> [Saved data entries]
┌────────

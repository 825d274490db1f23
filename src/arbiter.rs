//! Message arbiter for the character display.
//!
//! Owns the display and decides what it shows: a persistent idle greeting,
//! or a transient message that reverts to idle after a timeout. Scan and
//! network handlers call in concurrently; every transition runs under one
//! lock that also guards the bus, so nibble sequences never interleave.
//!
//! Driver delays sleep the calling thread, so writes run on the blocking
//! pool while the runtime keeps serving the listener and the tag reader.

use crate::display::{fit_line, CharDisplay, DriverError};
use serde::Serialize;
use std::sync::{Arc, PoisonError, Weak};
use std::time::Duration;
use thiserror::Error;
use tokio::runtime::Handle;
use tokio::sync::Mutex;
use tokio::task::JoinHandle;
use tokio::time::Instant;

/// Arbiter errors
#[derive(Error, Debug)]
pub enum ArbiterError {
    #[error("Display error: {0}")]
    Driver(#[from] DriverError),

    #[error("Cannot schedule message expiry: no async runtime available")]
    TimeoutScheduling,

    #[error("Display write task failed: {0}")]
    RenderTask(String),
}

/// What the display currently shows
#[derive(Debug, Clone, PartialEq, Eq)]
pub enum DisplayMessage {
    Idle,
    Transient {
        line1: String,
        line2: String,
        expires_at: Instant,
    },
}

/// Idle greeting text
#[derive(Debug, Clone, PartialEq, Eq)]
pub struct IdleMessage {
    pub line1: String,
    pub line2: String,
}

impl IdleMessage {
    pub fn new(line1: &str, line2: &str) -> Self {
        Self {
            line1: line1.to_string(),
            line2: line2.to_string(),
        }
    }
}

/// Transition counters
#[derive(Debug, Clone, Copy, Default, PartialEq, Eq, Serialize)]
pub struct ArbiterStats {
    /// Successful state changes, expiries included
    pub transitions: u64,
    /// Transient messages that timed out back to idle
    pub expirations: u64,
    /// Transitions skipped because the display failed
    pub failures: u64,
}

/// Serializable view of the arbiter for the health endpoint
#[derive(Debug, Clone, Serialize)]
pub struct ArbiterStatus {
    pub state: &'static str,
    pub line1: String,
    pub line2: String,
    pub expires_in_ms: Option<u64>,
    pub stats: ArbiterStats,
}

/// The driver is only touched from blocking-pool threads
type SharedDisplay = Arc<std::sync::Mutex<Box<dyn CharDisplay>>>;

struct State {
    display: SharedDisplay,
    columns: u8,
    message: DisplayMessage,
    expiry: Option<JoinHandle<()>>,
    /// Bumped on every transition; an expiry only fires for its own generation
    generation: u64,
    stats: ArbiterStats,
}

struct Inner {
    state: Mutex<State>,
    idle: IdleMessage,
}

/// Thread-safe handle to the arbiter
#[derive(Clone)]
pub struct MessageArbiter {
    inner: Arc<Inner>,
}

impl MessageArbiter {
    /// Take ownership of an initialized display and show the idle greeting
    ///
    /// Fails if the greeting cannot be written or if no runtime is available
    /// to run expiry timers; both are fatal at startup.
    pub async fn start(
        display: Box<dyn CharDisplay>,
        idle: IdleMessage,
    ) -> Result<Self, ArbiterError> {
        Handle::try_current().map_err(|_| ArbiterError::TimeoutScheduling)?;

        let columns = display.columns();
        let arbiter = Self {
            inner: Arc::new(Inner {
                state: Mutex::new(State {
                    display: Arc::new(std::sync::Mutex::new(display)),
                    columns,
                    message: DisplayMessage::Idle,
                    expiry: None,
                    generation: 0,
                    stats: ArbiterStats::default(),
                }),
                idle,
            }),
        };

        {
            let mut state = arbiter.inner.state.lock().await;
            arbiter.inner.render_idle(&state).await?;
        }

        tracing::info!("Message arbiter started, showing idle greeting");
        Ok(arbiter)
    }

    /// Show the idle greeting now, cancelling any pending expiry
    pub async fn show_idle(&self) -> Result<(), ArbiterError> {
        let mut state = self.inner.state.lock().await;

        if let Err(e) = self.inner.render_idle(&state).await {
            state.stats.failures += 1;
            tracing::error!("Failed to show idle greeting: {}", e);
            return Err(e);
        }

        if let Some(pending) = state.expiry.take() {
            pending.abort();
        }
        state.generation += 1;
        state.message = DisplayMessage::Idle;
        state.stats.transitions += 1;

        tracing::debug!("Display back to idle");
        Ok(())
    }

    /// Show two lines for `timeout`, replacing whatever is on screen
    ///
    /// The last call wins: a pending expiry from an earlier message is
    /// cancelled and the timer restarts from now.
    pub async fn show_transient(
        &self,
        line1: &str,
        line2: &str,
        timeout: Duration,
    ) -> Result<(), ArbiterError> {
        let runtime = Handle::try_current().map_err(|_| ArbiterError::TimeoutScheduling)?;

        let mut state = self.inner.state.lock().await;

        let line1 = fit_line(line1, state.columns);
        let line2 = fit_line(line2, state.columns);

        if let Err(e) = render(&state.display, line1.clone(), line2.clone()).await {
            state.stats.failures += 1;
            tracing::error!("Failed to show message '{}' / '{}': {}", line1, line2, e);
            return Err(e);
        }

        if let Some(pending) = state.expiry.take() {
            pending.abort();
        }
        state.generation += 1;

        let generation = state.generation;
        let weak = Arc::downgrade(&self.inner);
        state.expiry = Some(runtime.spawn(expire_after(weak, generation, timeout)));

        tracing::debug!("Showing '{}' / '{}' for {:?}", line1, line2, timeout);

        state.message = DisplayMessage::Transient {
            line1,
            line2,
            expires_at: Instant::now() + timeout,
        };
        state.stats.transitions += 1;

        Ok(())
    }

    /// Current logical state
    #[allow(dead_code)]
    pub async fn current(&self) -> DisplayMessage {
        self.inner.state.lock().await.message.clone()
    }

    /// Transition counters
    #[allow(dead_code)]
    pub async fn stats(&self) -> ArbiterStats {
        self.inner.state.lock().await.stats
    }

    /// Snapshot for reporting
    pub async fn status(&self) -> ArbiterStatus {
        let state = self.inner.state.lock().await;
        match &state.message {
            DisplayMessage::Idle => ArbiterStatus {
                state: "idle",
                line1: self.inner.idle.line1.clone(),
                line2: self.inner.idle.line2.clone(),
                expires_in_ms: None,
                stats: state.stats,
            },
            DisplayMessage::Transient {
                line1,
                line2,
                expires_at,
            } => ArbiterStatus {
                state: "transient",
                line1: line1.clone(),
                line2: line2.clone(),
                expires_in_ms: Some(
                    expires_at.saturating_duration_since(Instant::now()).as_millis() as u64,
                ),
                stats: state.stats,
            },
        }
    }
}

impl Inner {
    async fn render_idle(&self, state: &State) -> Result<(), ArbiterError> {
        render(
            &state.display,
            fit_line(&self.idle.line1, state.columns),
            fit_line(&self.idle.line2, state.columns),
        )
        .await
    }

    async fn expire(&self, generation: u64) {
        let mut state = self.state.lock().await;

        if state.generation != generation {
            tracing::debug!("Expiry for generation {} superseded", generation);
            return;
        }

        // This task owns the handle; dropping it detaches, it does not abort
        state.expiry = None;

        match self.render_idle(&state).await {
            Ok(()) => {
                state.message = DisplayMessage::Idle;
                state.stats.expirations += 1;
                state.stats.transitions += 1;
                tracing::debug!("Message expired, display back to idle");
            }
            Err(e) => {
                state.stats.failures += 1;
                tracing::error!("Failed to restore idle greeting after expiry: {}", e);
            }
        }
    }
}

async fn expire_after(inner: Weak<Inner>, generation: u64, timeout: Duration) {
    tokio::time::sleep(timeout).await;
    if let Some(inner) = inner.upgrade() {
        inner.expire(generation).await;
    }
}

/// Write two full rows on the blocking pool
async fn render(display: &SharedDisplay, line1: String, line2: String) -> Result<(), ArbiterError> {
    let display = Arc::clone(display);
    tokio::task::spawn_blocking(move || {
        let mut display = display.lock().unwrap_or_else(PoisonError::into_inner);
        write_rows(display.as_mut(), &line1, &line2)
    })
    .await
    .map_err(|e| ArbiterError::RenderTask(e.to_string()))??;
    Ok(())
}

fn write_rows(display: &mut dyn CharDisplay, line1: &str, line2: &str) -> Result<(), DriverError> {
    display.clear()?;
    display.write_str(line1)?;
    display.set_cursor(1, 0)?;
    display.write_str(line2)
}
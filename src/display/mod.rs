//! Display module for character LCD control.
//!
//! This module provides the interface to an HD44780-compatible 16x2 LCD
//! connected through a PCF8574 I2C backpack.

pub mod hd44780;
pub mod i2c;
#[cfg(test)]
pub mod sim;

// Re-export main types
pub use hd44780::{DriverError, Hd44780};

use crate::config::Config;
use rppal::hal::Delay;
use thiserror::Error;

/// Text-level operations the message arbiter needs from a display
pub trait CharDisplay: Send {
    /// Clear the display and home the cursor
    fn clear(&mut self) -> Result<(), DriverError>;

    /// Move the cursor to (row, col)
    fn set_cursor(&mut self, row: u8, col: u8) -> Result<(), DriverError>;

    /// Write text at the cursor
    fn write_str(&mut self, s: &str) -> Result<(), DriverError>;

    /// Number of characters per row
    fn columns(&self) -> u8;
}

/// Concrete driver type on the Pi
pub type Lcd = Hd44780<rppal::i2c::I2c, Delay>;

/// Errors while bringing up the display
#[derive(Error, Debug)]
pub enum DisplayError {
    #[error("Bus error: {0}")]
    Bus(#[from] i2c::BusError),

    #[error("Driver error: {0}")]
    Driver(#[from] DriverError),
}

/// Open the configured bus and run the LCD bootstrap sequence
pub fn open(config: &Config) -> Result<Lcd, DisplayError> {
    let (bus, delay) = i2c::open(config.i2c_bus)?;
    let mut lcd = Hd44780::new(bus, delay, config.lcd_address, config.rows, config.columns);
    lcd.initialize()?;
    Ok(lcd)
}

/// Truncate `text` to at most `columns` characters
pub fn fit_line(text: &str, columns: u8) -> String {
    text.chars().take(columns as usize).collect()
}
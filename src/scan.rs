//! Tag scans: reading, debouncing and publishing.
//!
//! Keyboard-wedge readers emit one tag id per line. The reader task only
//! parses, stamps and enqueues; a single consumer owns the debounce record,
//! updates the display and publishes. Debouncing uses the read time, so
//! scans that queue up behind a slow publish are still judged correctly.

use crate::arbiter::MessageArbiter;
use crate::net::Publisher;
use serde::Serialize;
use std::time::Duration;
use thiserror::Error;
use tokio::io::{AsyncBufRead, AsyncBufReadExt};
use tokio::sync::{broadcast, mpsc};
use tokio::time::Instant;

/// Shown while the backend looks the tag up
pub const READING: (&str, &str) = ("Lendo...", "");

/// Shown when a scan cannot be delivered
pub const CONNECTION_ERROR: (&str, &str) = ("Erro de conexao", "Reinicie");

/// Tag id parse errors
#[derive(Error, Debug, PartialEq, Eq)]
pub enum ParseTagError {
    #[error("Empty tag line")]
    Empty,

    #[error("Invalid tag id '{0}'")]
    Invalid(String),
}

/// Parse one reader line into a tag id
///
/// `0x`-prefixed input is hex, all-digit input is decimal, anything else
/// is tried as bare hex.
pub fn parse_tag_id(line: &str) -> Result<u64, ParseTagError> {
    let line = line.trim();
    if line.is_empty() {
        return Err(ParseTagError::Empty);
    }

    let parsed = if let Some(hex) = line.strip_prefix("0x").or_else(|| line.strip_prefix("0X")) {
        u64::from_str_radix(hex, 16)
    } else if line.bytes().all(|b| b.is_ascii_digit()) {
        line.parse::<u64>()
    } else {
        u64::from_str_radix(line, 16)
    };

    parsed.map_err(|_| ParseTagError::Invalid(line.to_string()))
}

/// One tag read, stamped when the reader produced it
#[derive(Debug, Clone, Copy, PartialEq, Eq)]
pub struct TagScan {
    pub tag_id: u64,
    pub read_at: Instant,
}

impl TagScan {
    pub fn now(tag_id: u64) -> Self {
        Self {
            tag_id,
            read_at: Instant::now(),
        }
    }
}

/// Last accepted scan
#[derive(Debug, Clone)]
pub struct Debouncer {
    window: Duration,
    last: Option<(u64, Instant)>,
}

impl Debouncer {
    pub fn new(window: Duration) -> Self {
        Self { window, last: None }
    }

    /// Record `tag_id` at `now` unless it repeats the last tag within the window
    ///
    /// Ignored scans do not extend the window.
    pub fn accept(&mut self, tag_id: u64, now: Instant) -> bool {
        if let Some((last_id, at)) = self.last {
            if last_id == tag_id && now.saturating_duration_since(at) < self.window {
                return false;
            }
        }
        self.last = Some((tag_id, now));
        true
    }
}

/// Payload published for each accepted scan
#[derive(Debug, Serialize)]
pub struct ScanReport<'a> {
    pub uid: String,
    #[serde(rename = "leitorId")]
    pub reader_id: &'a str,
    pub hora_leitura: String,
}

impl<'a> ScanReport<'a> {
    pub fn new(tag_id: u64, reader_id: &'a str) -> Self {
        Self {
            uid: format!("{:X}", tag_id),
            reader_id,
            hora_leitura: chrono::Local::now().format("%H:%M:%S").to_string(),
        }
    }
}

/// Outcome of a scan event
#[derive(Debug, Clone, Copy, PartialEq, Eq)]
pub enum ScanOutcome {
    Published,
    Debounced,
    PublishFailed,
}

/// Scan handler settings
#[derive(Debug, Clone)]
pub struct ScanSettings {
    pub topic: String,
    pub reader_id: String,
    pub debounce: Duration,
    pub message_timeout: Duration,
}

/// Consumes scan events
pub struct ScanHandler<P> {
    arbiter: MessageArbiter,
    publisher: P,
    debouncer: Debouncer,
    settings: ScanSettings,
}

impl<P: Publisher> ScanHandler<P> {
    pub fn new(arbiter: MessageArbiter, publisher: P, settings: ScanSettings) -> Self {
        Self {
            arbiter,
            publisher,
            debouncer: Debouncer::new(settings.debounce),
            settings,
        }
    }

    /// Handle one scan
    pub async fn on_tag_scanned(&mut self, scan: TagScan) -> ScanOutcome {
        let tag_id = scan.tag_id;
        if !self.debouncer.accept(tag_id, scan.read_at) {
            tracing::debug!("Ignoring repeated scan of {:X}", tag_id);
            return ScanOutcome::Debounced;
        }

        tracing::info!("Tag scanned: {} (0x{:X})", tag_id, tag_id);

        let timeout = self.settings.message_timeout;
        if let Err(e) = self
            .arbiter
            .show_transient(READING.0, READING.1, timeout)
            .await
        {
            // Publishing does not depend on the screen
            tracing::debug!("Reading notice not shown: {}", e);
        }

        let report = ScanReport::new(tag_id, &self.settings.reader_id);
        let payload = match serde_json::to_vec(&report) {
            Ok(payload) => payload,
            Err(e) => {
                tracing::error!("Failed to encode scan report: {}", e);
                return ScanOutcome::PublishFailed;
            }
        };

        tracing::info!(
            "Publishing scan to '{}': {}",
            self.settings.topic,
            String::from_utf8_lossy(&payload)
        );

        match self.publisher.publish(&self.settings.topic, payload).await {
            Ok(()) => ScanOutcome::Published,
            Err(e) => {
                tracing::error!("Failed to publish scan: {}", e);
                if let Err(e) = self
                    .arbiter
                    .show_transient(CONNECTION_ERROR.0, CONNECTION_ERROR.1, timeout)
                    .await
                {
                    tracing::debug!("Connection error not shown: {}", e);
                }
                ScanOutcome::PublishFailed
            }
        }
    }

    /// Consume scans until the queue closes or shutdown is signalled
    pub async fn run(
        mut self,
        mut scans: mpsc::Receiver<TagScan>,
        mut shutdown: broadcast::Receiver<()>,
    ) {
        tracing::info!("Scan handler started");

        loop {
            tokio::select! {
                scan = scans.recv() => match scan {
                    Some(scan) => {
                        self.on_tag_scanned(scan).await;
                    }
                    None => {
                        tracing::info!("Scan source closed");
                        break;
                    }
                },
                _ = shutdown.recv() => {
                    tracing::info!("Scan handler shutting down");
                    break;
                }
            }
        }
    }
}

/// Read tag ids line by line and enqueue them without waiting
///
/// A full queue means the consumer is stuck on the display or network;
/// the scan is dropped rather than stalling the reader.
pub async fn read_tags<R>(
    reader: R,
    scans: mpsc::Sender<TagScan>,
    mut shutdown: broadcast::Receiver<()>,
) where
    R: AsyncBufRead + Unpin,
{
    let mut lines = reader.lines();

    loop {
        let line = tokio::select! {
            line = lines.next_line() => line,
            _ = shutdown.recv() => {
                tracing::info!("Tag reader shutting down");
                return;
            }
        };

        match line {
            Ok(Some(line)) => match parse_tag_id(&line) {
                Ok(tag_id) => match scans.try_send(TagScan::now(tag_id)) {
                    Ok(()) => {}
                    Err(mpsc::error::TrySendError::Full(_)) => {
                        tracing::warn!("Scan queue full, dropping tag {:X}", tag_id);
                    }
                    Err(mpsc::error::TrySendError::Closed(_)) => return,
                },
                Err(ParseTagError::Empty) => {}
                Err(e) => tracing::warn!("{}", e),
            },
            Ok(None) => {
                tracing::info!("Tag input reached end of stream");
                return;
            }
            Err(e) => {
                tracing::error!("Failed to read tag input: {}", e);
                return;
            }
        }
    }
}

└────────

> [Problem description] From the data above, say how many lines include "pool", and write nothing but the number.

> [Answer to the problem] 3